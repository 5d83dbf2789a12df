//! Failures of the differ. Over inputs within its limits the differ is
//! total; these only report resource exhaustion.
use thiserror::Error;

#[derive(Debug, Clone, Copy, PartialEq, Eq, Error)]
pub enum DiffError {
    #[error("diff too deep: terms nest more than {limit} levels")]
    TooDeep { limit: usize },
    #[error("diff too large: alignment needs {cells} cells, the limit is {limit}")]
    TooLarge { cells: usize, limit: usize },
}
---
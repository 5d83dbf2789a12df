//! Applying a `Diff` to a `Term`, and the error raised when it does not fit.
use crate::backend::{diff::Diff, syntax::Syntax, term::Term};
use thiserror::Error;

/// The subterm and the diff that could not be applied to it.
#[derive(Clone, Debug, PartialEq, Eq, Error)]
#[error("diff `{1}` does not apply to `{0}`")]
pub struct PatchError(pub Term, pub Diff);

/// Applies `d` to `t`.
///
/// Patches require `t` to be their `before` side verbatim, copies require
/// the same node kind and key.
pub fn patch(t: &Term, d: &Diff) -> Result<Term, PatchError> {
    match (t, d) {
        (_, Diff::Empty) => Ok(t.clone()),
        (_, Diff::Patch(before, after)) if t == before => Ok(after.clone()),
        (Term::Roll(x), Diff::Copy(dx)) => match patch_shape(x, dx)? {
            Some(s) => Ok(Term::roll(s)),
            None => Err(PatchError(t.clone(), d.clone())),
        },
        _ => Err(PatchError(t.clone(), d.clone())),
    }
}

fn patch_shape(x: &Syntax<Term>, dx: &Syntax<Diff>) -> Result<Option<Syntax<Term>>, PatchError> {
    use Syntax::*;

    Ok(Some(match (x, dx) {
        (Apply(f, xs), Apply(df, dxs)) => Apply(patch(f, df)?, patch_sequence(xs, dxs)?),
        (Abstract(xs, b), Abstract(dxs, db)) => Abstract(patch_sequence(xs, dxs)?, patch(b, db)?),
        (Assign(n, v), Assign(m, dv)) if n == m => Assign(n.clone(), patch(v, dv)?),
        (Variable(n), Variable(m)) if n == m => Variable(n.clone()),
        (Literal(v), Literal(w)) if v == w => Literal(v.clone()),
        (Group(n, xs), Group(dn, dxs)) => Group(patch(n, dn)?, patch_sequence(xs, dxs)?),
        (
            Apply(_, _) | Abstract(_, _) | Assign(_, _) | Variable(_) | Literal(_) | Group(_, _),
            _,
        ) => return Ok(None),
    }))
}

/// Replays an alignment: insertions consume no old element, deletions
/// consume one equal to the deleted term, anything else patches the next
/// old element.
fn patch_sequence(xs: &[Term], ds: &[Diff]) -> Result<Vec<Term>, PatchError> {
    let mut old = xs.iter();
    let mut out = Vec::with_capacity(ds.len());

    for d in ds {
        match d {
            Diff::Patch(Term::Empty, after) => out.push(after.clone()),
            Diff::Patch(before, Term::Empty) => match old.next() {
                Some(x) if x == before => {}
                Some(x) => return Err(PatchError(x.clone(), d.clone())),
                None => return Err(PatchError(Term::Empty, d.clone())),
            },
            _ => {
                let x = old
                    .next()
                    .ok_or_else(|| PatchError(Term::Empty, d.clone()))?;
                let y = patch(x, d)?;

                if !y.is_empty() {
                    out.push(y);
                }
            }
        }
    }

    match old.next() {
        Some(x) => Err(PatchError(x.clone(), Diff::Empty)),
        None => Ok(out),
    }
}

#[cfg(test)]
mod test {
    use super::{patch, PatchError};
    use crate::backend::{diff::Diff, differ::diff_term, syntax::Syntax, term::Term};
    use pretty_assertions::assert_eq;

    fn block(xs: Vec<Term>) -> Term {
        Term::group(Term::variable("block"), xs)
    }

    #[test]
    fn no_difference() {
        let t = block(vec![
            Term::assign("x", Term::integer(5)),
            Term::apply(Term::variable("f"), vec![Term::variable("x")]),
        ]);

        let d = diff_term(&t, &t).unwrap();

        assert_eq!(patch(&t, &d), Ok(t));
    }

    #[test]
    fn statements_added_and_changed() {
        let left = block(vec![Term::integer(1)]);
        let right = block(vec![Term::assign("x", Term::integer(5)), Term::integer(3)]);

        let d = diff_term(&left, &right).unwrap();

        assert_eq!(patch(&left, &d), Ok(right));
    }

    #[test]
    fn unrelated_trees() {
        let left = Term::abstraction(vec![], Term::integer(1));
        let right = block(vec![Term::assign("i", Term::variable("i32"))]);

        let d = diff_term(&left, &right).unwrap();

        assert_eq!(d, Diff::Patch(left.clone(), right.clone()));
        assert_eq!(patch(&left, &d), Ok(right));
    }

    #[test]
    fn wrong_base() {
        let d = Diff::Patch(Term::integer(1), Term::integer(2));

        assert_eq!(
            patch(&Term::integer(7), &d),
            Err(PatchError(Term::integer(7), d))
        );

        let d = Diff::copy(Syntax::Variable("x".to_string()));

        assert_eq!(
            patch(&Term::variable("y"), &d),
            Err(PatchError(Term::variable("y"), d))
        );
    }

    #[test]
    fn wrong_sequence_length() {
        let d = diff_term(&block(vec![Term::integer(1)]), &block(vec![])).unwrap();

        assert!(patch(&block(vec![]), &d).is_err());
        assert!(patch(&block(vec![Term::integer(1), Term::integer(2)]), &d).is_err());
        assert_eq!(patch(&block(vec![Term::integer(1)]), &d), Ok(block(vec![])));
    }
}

• Exercise goal
Give the count of lines that hold the word "backend" in the listing above, with no other text.

• Reply to the task
2